De coup de force en coup de force, la jungle reprend du terrain et réduit à rien ce que l'on appelle encore, pompeusement, la société de droit. Le chantage, qui entretient des liens étroits avec le terrorisme, remplace la négociation. On ne sursaute plus devant le blocage d'une route par des producteurs de porc ni devant la paralysie que des professionnels de la santé font subir à un hôpital. Dans les deux cas, c'est la force qui prime, une force qui s'exerce avec une élégance variable, mais toujours à l'avantage d'un groupe particulier. Ce retour à la loi de la jungle nous trouve résignés, désabusés, impuissants. Peu à peu, nous trouvons sinon normal, du moins banal et prévisible que des pêcheurs s'en prennent aux biens des autochtones et que ceux-ci se vengent par le feu.

Arrivent maintenant les camionneurs. Pourquoi pensent-ils obtenir par la prise d'otages ce que les infirmières n'ont pas obtenu? Parce que, répond le porte-parole de ces martyrs de la route, «ils vont s'apercevoir qu'un dix-tonnes, c'est plus difficile à déplacer qu'une infirmière.» On ne saurait dire plus clairement le fond de sa pensée : le plus fort a la force de son côté et cela suffit à tout justifier. Évoquer dans ce contexte la société de droit, c'est vagabonder dans la fiction.

Bien sûr, on pourrait dénoncer au passage l'hypocrisie qui se déploie dans ce coup de force des camionneurs. Il leur faut, en effet, un assez beau cynisme pour se présenter en défenseurs de l'intérêt public face à la voracité des grandes pétrolières. Il est exact que le carburant a connu récemment des hausses douloureuses, mais deux différences importantes sépareront toujours le camionneur de l'automobiliste. D'une part, le camionneur est censé être un professionnel de la route et, à ce titre, il doit, bon an mal an, toujours considérer le carburant comme un poste névralgique de son budget. L'automobiliste peut ne pas aimer les fluctuations des prix du carburant; le camionneur doit les prévoir et se prémunir contre elles. D'autre part, le camionneur ne consomme pas le même carburant que l'automobiliste moyen. Il y a donc fausse représentation si les camionneurs dénoncent des prix qui dépassent les 70 cents; eux ne paient même pas 60 cents pour leur diesel. On n'insistera quand même pas plus qu’il ne faut sur cette hypocrisie. Elle n'est ni plus trompeuse ni plus étonnante que celle du mouvement olympique ou que celle que pratique présentement le Mouvement Desjardins. Elle vise à faire paraître moins arrogant et plus légitime ce qui, au fond, demeure un recours inacceptable à la force.
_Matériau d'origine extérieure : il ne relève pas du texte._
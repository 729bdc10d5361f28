//! Trading-session clock
//!
//! Venue exports carry a time of day only (`HH:MM:SS.mmm`); the trading date
//! comes from the file being processed. The clock combines both and converts
//! the wall-clock instant in the venue timezone to epoch nanoseconds.

use chrono::{NaiveDate, NaiveDateTime, NaiveTime, TimeZone};
use chrono_tz::Tz;

use crate::error::{ScrubError, ScrubResult};

/// Default venue timezone for both Shanghai and Shenzhen exports
pub const DEFAULT_TIMEZONE: &str = "Asia/Shanghai";

const DATE_FORMAT: &str = "%Y%m%d";
const TIME_FORMAT: &str = "%H:%M:%S%.f";

/// Parse a `YYYYMMDD` trading date
pub fn parse_trading_date(s: &str) -> ScrubResult<NaiveDate> {
    NaiveDate::parse_from_str(s.trim(), DATE_FORMAT).map_err(|e| {
        ScrubError::Configuration(format!("invalid trading date '{}': {}", s, e))
    })
}

/// Format a trading date as `YYYYMMDD`
pub fn format_trading_date(date: NaiveDate) -> String {
    date.format(DATE_FORMAT).to_string()
}

/// Parse a timezone name such as `Asia/Shanghai`
pub fn parse_timezone(name: &str) -> ScrubResult<Tz> {
    name.parse::<Tz>()
        .map_err(|e| ScrubError::Configuration(format!("invalid timezone '{}': {}", name, e)))
}

/// Converts venue times of day on one trading date to epoch nanoseconds.
#[derive(Debug, Clone, Copy)]
pub struct SessionClock {
    date: NaiveDate,
    tz: Tz,
}

impl SessionClock {
    pub fn new(date: NaiveDate, tz: Tz) -> Self {
        Self { date, tz }
    }

    pub fn date(&self) -> NaiveDate {
        self.date
    }

    /// Convert a `HH:MM:SS.mmm` time of day to epoch nanoseconds.
    ///
    /// # Errors
    ///
    /// A time that does not parse, or a local time that does not exist in
    /// the venue timezone, is a file-level [`ScrubError::Timestamp`].
    pub fn to_nanos(&self, time_of_day: &str) -> ScrubResult<i64> {
        let value = time_of_day.trim();
        let time = NaiveTime::parse_from_str(value, TIME_FORMAT).map_err(|e| {
            ScrubError::Timestamp {
                value: value.to_string(),
                reason: e.to_string(),
            }
        })?;

        let local = NaiveDateTime::new(self.date, time);
        let instant = self
            .tz
            .from_local_datetime(&local)
            .single()
            .ok_or_else(|| ScrubError::Timestamp {
                value: value.to_string(),
                reason: format!("no unique instant in {}", self.tz),
            })?;

        instant
            .timestamp_nanos_opt()
            .ok_or_else(|| ScrubError::Timestamp {
                value: value.to_string(),
                reason: "out of nanosecond range".to_string(),
            })
    }
}

#[cfg(test)]
mod tests {
    use super::*;

    fn clock(date: &str) -> SessionClock {
        SessionClock::new(
            parse_trading_date(date).unwrap(),
            parse_timezone(DEFAULT_TIMEZONE).unwrap(),
        )
    }

    #[test]
    fn test_to_nanos_shanghai() {
        // 2024-01-02 09:30:00.000 +08:00 == 2024-01-02 01:30:00 UTC
        let ns = clock("20240102").to_nanos("09:30:00.000").unwrap();
        assert_eq!(ns, 1_704_159_000_000_000_000);
    }

    #[test]
    fn test_to_nanos_keeps_millis() {
        let c = clock("20240102");
        let a = c.to_nanos("09:30:00.000").unwrap();
        let b = c.to_nanos("09:30:00.125").unwrap();
        assert_eq!(b - a, 125_000_000);
    }

    #[test]
    fn test_to_nanos_trims_padding() {
        let c = clock("20240102");
        assert_eq!(
            c.to_nanos(" 09:30:00.000 ").unwrap(),
            c.to_nanos("09:30:00.000").unwrap()
        );
    }

    #[test]
    fn test_to_nanos_malformed() {
        let err = clock("20240102").to_nanos("9h30").unwrap_err();
        assert!(matches!(err, ScrubError::Timestamp { .. }));
    }

    #[test]
    fn test_parse_trading_date() {
        let d = parse_trading_date("20231204").unwrap();
        assert_eq!(format_trading_date(d), "20231204");
        assert!(parse_trading_date("2023-12-04").is_err());
    }

    #[test]
    fn test_parse_timezone() {
        assert!(parse_timezone("Asia/Shanghai").is_ok());
        assert!(parse_timezone("Mars/Olympus").is_err());
    }
}
//! Venue providers
//!
//! Each venue module knows its archive names, binds decoders to a file's
//! header and normalizes raw records into canonical events.

pub mod fields;
pub mod sse;
pub mod szse;
mod traits;

pub use traits::*;
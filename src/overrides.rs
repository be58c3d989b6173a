//! Convert dotted-key overrides into a [`ValueStore`].
//!
//! Each `("database.url", "pg://")` pair becomes field `url` in container
//! `database`. Overrides are the highest-precedence layer in
//! [`resolve`](crate::resolve).

use crate::error::{Result, SettingsError};
use crate::path::split_field_key;
use crate::store::ValueStore;

/// Convert dotted-key overrides into a store.
///
/// If multiple entries target the same key, the last one wins. An entry
/// that needs a container where an earlier entry set a field (or the other
/// way round) fails with `TypeConflict`.
pub fn overrides_to_store(entries: &[(String, String)]) -> Result<ValueStore> {
    let mut store = ValueStore::new();
    for (dotted_key, value) in entries {
        let (path, name) = split_field_key(dotted_key)?;
        store.put_container(&path)?;
        store.put_field(&path, &name, value.as_str())?;
    }
    Ok(store)
}

/// Parse a `key=value` override. Only the first `=` separates; the value
/// may contain more of them.
pub fn parse_override(s: &str) -> Result<(String, String)> {
    let (key, value) = s.split_once('=').ok_or_else(|| SettingsError::InvalidValue {
        key: s.to_string(),
        reason: "expected key=value".into(),
    })?;
    split_field_key(key)?;
    Ok((key.to_string(), value.to_string()))
}

#[cfg(test)]
mod tests {
    use super::*;
    use crate::fixtures::test::path;
    use crate::path::Path;

    fn entries(pairs: &[(&str, &str)]) -> Vec<(String, String)> {
        pairs
            .iter()
            .map(|(k, v)| (k.to_string(), v.to_string()))
            .collect()
    }

    #[test]
    fn flat_key() {
        let store = overrides_to_store(&entries(&[("host", "0.0.0.0")])).unwrap();
        assert_eq!(store.get_field(&Path::root(), "host").unwrap(), "0.0.0.0");
    }

    #[test]
    fn nested_key() {
        let store = overrides_to_store(&entries(&[("database.url", "pg://")])).unwrap();
        assert_eq!(store.get_field(&path("database"), "url").unwrap(), "pg://");
    }

    #[test]
    fn deep_nesting() {
        let store = overrides_to_store(&entries(&[("a.b.c.d", "42")])).unwrap();
        assert_eq!(store.get_field(&path("a.b.c"), "d").unwrap(), "42");
    }

    #[test]
    fn empty_list_empty_store() {
        assert!(overrides_to_store(&[]).unwrap().is_empty());
    }

    #[test]
    fn last_entry_wins_for_same_key() {
        let store = overrides_to_store(&entries(&[("port", "3000"), ("port", "5000")])).unwrap();
        assert_eq!(store.get_field(&Path::root(), "port").unwrap(), "5000");
    }

    #[test]
    fn field_then_container_conflicts() {
        let err = overrides_to_store(&entries(&[("database", "x"), ("database.url", "y")]))
            .unwrap_err();
        assert!(err.is_type_conflict());
    }

    #[test]
    fn invalid_keys_rejected() {
        for key in ["", ".", "a..b"] {
            assert!(overrides_to_store(&entries(&[(key, "v")])).is_err(), "{key:?}");
        }
    }

    #[test]
    fn parse_override_success() {
        assert_eq!(
            parse_override("database.url=pg://host").unwrap(),
            ("database.url".to_string(), "pg://host".to_string())
        );
    }

    #[test]
    fn parse_override_extra_equals() {
        assert_eq!(
            parse_override("greeting=hello=world").unwrap(),
            ("greeting".to_string(), "hello=world".to_string())
        );
    }

    #[test]
    fn parse_override_empty_value() {
        assert_eq!(
            parse_override("debug=").unwrap(),
            ("debug".to_string(), String::new())
        );
    }

    #[test]
    fn parse_override_missing_eq() {
        assert!(matches!(
            parse_override("no equal sign"),
            Err(SettingsError::InvalidValue { .. })
        ));
        assert!(parse_override("=value").is_err());
    }
}
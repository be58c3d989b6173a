//! Loading configuration files into a [`ValueStore`].
//!
//! The format is picked from the file extension: `.toml` is read as TOML
//! (behind the `toml` feature, on by default), anything else as CIF.
//!
//! TOML values are flattened into the string-valued store:
//!
//! - strings, numbers, booleans and datetimes become scalars,
//! - arrays of those become list fields (empty arrays are skipped, since a
//!   list field cannot be empty),
//! - tables become containers,
//! - arrays of tables and nested arrays are rejected.

use std::path::{Path as FsPath, PathBuf};

use log::debug;

use crate::cif;
use crate::error::{Result, SettingsError};
use crate::store::ValueStore;

/// A supported configuration file format.
#[derive(Debug, Clone, Copy, PartialEq, Eq)]
pub enum Format {
    Cif,
    #[cfg(feature = "toml")]
    Toml,
}

impl Format {
    /// Pick a format from the file extension.
    pub fn from_path(path: &FsPath) -> Self {
        match path.extension().and_then(|ext| ext.to_str()) {
            #[cfg(feature = "toml")]
            Some(ext) if ext.eq_ignore_ascii_case("toml") => Format::Toml,
            _ => Format::Cif,
        }
    }
}

/// Parse already-loaded file content. `path` picks the format and labels
/// errors.
pub fn parse_content(path: &FsPath, content: &str) -> Result<ValueStore> {
    match Format::from_path(path) {
        Format::Cif => cif::from_str(content).map_err(|e| SettingsError::InFile {
            path: path.to_path_buf(),
            source: Box::new(e),
        }),
        #[cfg(feature = "toml")]
        Format::Toml => toml_to_store(path, content),
    }
}

/// Read and parse a file.
///
/// A missing file yields an empty store unless `required`. Other I/O errors
/// are always returned.
pub fn load_file(path: impl AsRef<FsPath>, required: bool) -> Result<ValueStore> {
    let path = path.as_ref();
    match std::fs::read_to_string(path) {
        Ok(content) => {
            debug!("Loading configuration file {}", path.display());
            parse_content(path, &content)
        }
        Err(e) if e.kind() == std::io::ErrorKind::NotFound && !required => {
            debug!("Configuration file {} not found, skipping", path.display());
            Ok(ValueStore::new())
        }
        Err(e) => Err(SettingsError::IoError {
            path: path.to_path_buf(),
            source: e,
        }),
    }
}

/// Read every file in `paths` (lowest precedence first), skipping missing
/// ones. Returns `(path, content)` pairs ready for
/// [`ResolveInput::files`](crate::ResolveInput::files).
pub fn read_files<I, P>(paths: I) -> Result<Vec<(PathBuf, String)>>
where
    I: IntoIterator<Item = P>,
    P: AsRef<FsPath>,
{
    let mut results = Vec::new();
    for path in paths {
        let path = path.as_ref();
        match std::fs::read_to_string(path) {
            Ok(content) => results.push((path.to_path_buf(), content)),
            Err(e) if e.kind() == std::io::ErrorKind::NotFound => continue,
            Err(e) => {
                return Err(SettingsError::IoError {
                    path: path.to_path_buf(),
                    source: e,
                });
            }
        }
    }
    Ok(results)
}

#[cfg(feature = "toml")]
fn toml_to_store(path: &FsPath, content: &str) -> Result<ValueStore> {
    let table: toml::Table = toml::from_str(content).map_err(|e| SettingsError::TomlError {
        path: path.to_path_buf(),
        source: e,
    })?;
    let mut store = ValueStore::new();
    insert_table(&mut store, &crate::path::Path::root(), table)?;
    Ok(store)
}

#[cfg(feature = "toml")]
fn insert_table(store: &mut ValueStore, at: &crate::path::Path, table: toml::Table) -> Result<()> {
    use toml::Value;

    for (key, value) in table {
        match value {
            Value::Table(child) => {
                let child_path = at.join(key.as_str())?;
                store.put_container(&child_path)?;
                insert_table(store, &child_path, child)?;
            }
            Value::Array(items) if items.is_empty() => {
                debug!(
                    "Skipping empty array {}",
                    crate::store::field_key(at, &key)
                );
            }
            Value::Array(items) => {
                let values = items
                    .into_iter()
                    .map(|item| {
                        toml_scalar(item).ok_or_else(|| SettingsError::InvalidValue {
                            key: crate::store::field_key(at, &key),
                            reason: "arrays may only contain scalar values".into(),
                        })
                    })
                    .collect::<Result<Vec<_>>>()?;
                store.put_field_list(at, &key, values)?;
            }
            scalar => {
                if let Some(text) = toml_scalar(scalar) {
                    store.put_field(at, &key, text)?;
                }
            }
        }
    }
    Ok(())
}

#[cfg(feature = "toml")]
fn toml_scalar(value: toml::Value) -> Option<String> {
    use toml::Value;

    match value {
        Value::String(s) => Some(s),
        Value::Integer(i) => Some(i.to_string()),
        Value::Float(f) => Some(f.to_string()),
        Value::Boolean(b) => Some(b.to_string()),
        Value::Datetime(dt) => Some(dt.to_string()),
        Value::Array(_) | Value::Table(_) => None,
    }
}
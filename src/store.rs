//! The hierarchical value store.
//!
//! A [`ValueStore`] is a tree of named containers. Each container maps local
//! names to an [`Entry`]: a scalar field, a non-empty list field, or a child
//! container. Fields and containers share one namespace per container, so a
//! name can never denote both.
//!
//! Every operation is addressed by a container [`Path`] relative to the root
//! plus, for field operations, a field name:
//!
//! ```ignore
//! let mut store = ValueStore::new();
//! let db = Path::parse("database")?;
//! store.put_container(&db)?;
//! store.put_field(&db, "url", "pg://localhost")?;
//! store.append_field(&db, "replica", "pg://a")?;
//! store.append_field(&db, "replica", "pg://b")?;
//! assert_eq!(store.get_field_list(&db, "replica")?, ["pg://a", "pg://b"]);
//! ```
//!
//! Containers must exist before fields are written into them; `put_field`
//! on a missing container fails with
//! [`ContainerNotFound`](SettingsError::ContainerNotFound).

use std::collections::BTreeMap;
use std::collections::btree_map;
use std::fmt;

use serde::{Deserialize, Serialize};

use crate::error::{Result, SettingsError};
use crate::path::Path;

/// The kind of an entry, used in type-conflict diagnostics.
#[derive(Debug, Clone, Copy, PartialEq, Eq)]
pub enum EntryKind {
    Container,
    Scalar,
    List,
}

impl fmt::Display for EntryKind {
    fn fmt(&self, f: &mut fmt::Formatter<'_>) -> fmt::Result {
        f.write_str(match self {
            EntryKind::Container => "container",
            EntryKind::Scalar => "scalar",
            EntryKind::List => "list",
        })
    }
}

/// The value of a field: one string, or an ordered non-empty list of strings.
#[derive(Debug, Clone, PartialEq, Eq)]
pub enum FieldValue {
    Scalar(String),
    List(Vec<String>),
}
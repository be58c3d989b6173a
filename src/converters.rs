//! String-to-value conversions used by [`Namespace`](crate::Namespace).
//!
//! Every converter trims surrounding whitespace first, since CIF values keep
//! the space after `=`. Failures are reported as
//! [`Conversion`](SettingsError::Conversion) errors naming the target type.

use std::time::Duration;

use crate::error::{Result, SettingsError};

fn fail(value: &str, target: &'static str) -> SettingsError {
    SettingsError::Conversion {
        value: value.to_string(),
        target,
    }
}

/// Collapse every run of whitespace into a single space.
pub fn to_flattened(s: &str) -> String {
    s.split_whitespace().collect::<Vec<_>>().join(" ")
}

pub fn to_int(s: &str) -> Result<i64> {
    s.trim().parse().map_err(|_| fail(s, "integer"))
}

pub fn to_float(s: &str) -> Result<f64> {
    s.trim().parse().map_err(|_| fail(s, "float"))
}

/// `true`/`yes`/`1` and `false`/`no`/`0`, case-insensitive.
pub fn to_bool(s: &str) -> Result<bool> {
    match s.trim().to_lowercase().as_str() {
        "true" | "yes" | "1" => Ok(true),
        "false" | "no" | "0" => Ok(false),
        _ => Err(fail(s, "bool")),
    }
}

/// Parse a human-readable duration such as `30s`, `5min`, `1h 30min` or
/// `42 seconds`.
pub fn to_duration(s: &str) -> Result<Duration> {
    let trimmed = s.trim();
    humantime::parse_duration(trimmed)
        .or_else(|_| humantime::parse_duration(&trimmed.split_whitespace().collect::<String>()))
        .map_err(|_| fail(s, "duration"))
}

/// Parse a size in bytes such as `512`, `42kb` or `3 gigabytes`. Units are
/// binary multiples (1kb = 1024 bytes).
pub fn to_size(s: &str) -> Result<u64> {
    let trimmed = s.trim();
    let split = trimmed
        .find(|c: char| !c.is_ascii_digit())
        .unwrap_or(trimmed.len());
    let (digits, unit) = trimmed.split_at(split);
    let value: u64 = digits.parse().map_err(|_| fail(s, "size"))?;
    let shift = match unit.trim().to_lowercase().as_str() {
        "" | "b" | "byte" | "bytes" => 0,
        "kb" | "kilo" | "kilobyte" | "kilobytes" => 10,
        "mb" | "mega" | "megabyte" | "megabytes" => 20,
        "gb" | "giga" | "gigabyte" | "gigabytes" => 30,
        "tb" | "tera" | "terabyte" | "terabytes" => 40,
        "pb" | "peta" | "petabyte" | "petabytes" => 50,
        _ => return Err(fail(s, "size")),
    };
    value
        .checked_mul(1u64 << shift)
        .ok_or_else(|| fail(s, "size"))
}

/// Parse a percentage such as `42%` or `12.5 %` into a fraction (`0.42`).
pub fn to_percentage(s: &str) -> Result<f64> {
    let number = s
        .trim()
        .strip_suffix('%')
        .map(str::trim_end)
        .ok_or_else(|| fail(s, "percentage"))?;
    if number.is_empty() || !number.chars().all(|c| c.is_ascii_digit() || c == '.') {
        return Err(fail(s, "percentage"));
    }
    let value: f64 = number.parse().map_err(|_| fail(s, "percentage"))?;
    Ok(value / 100.0)
}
On en revient donc à la force. Celle dont usent les camionneurs a ceci de particulièrement injustifié que personne n'a demandé aux petits routiers indépendants de proliférer à l'infini. Celui qui s'endette jusqu'à l'os pour acheter un camion de 130 000 ou 140 000 dollars court un risque et espère y trouver son compte. S'il prospère, il empochera son bénéfice et bombera le torse comme n'importe quel homme d'affaires. La contrepartie logique et décente, c'est que notre audacieux entrepreneur n'a rien à reprocher à la société ou au gouvernement si, comme des milliers d'intiatives semblables, la sienne capote. Au nom de quoi le gouvernement devrait-il détourner vers des entrepreneurs imprévoyants ou malchanceux les fonds requis par les urgences de l'éducation, de la santé et des services sociaux? Quand celui qui a mal calculé la rentabilité de son camion prend la population en otage pour forcer le gouvernement à le rescaper, un seul vocabulaire est applicable. Celui qui comprend les mots de chantage, de terrorisme, de pure et inquiétante loi de la jungle.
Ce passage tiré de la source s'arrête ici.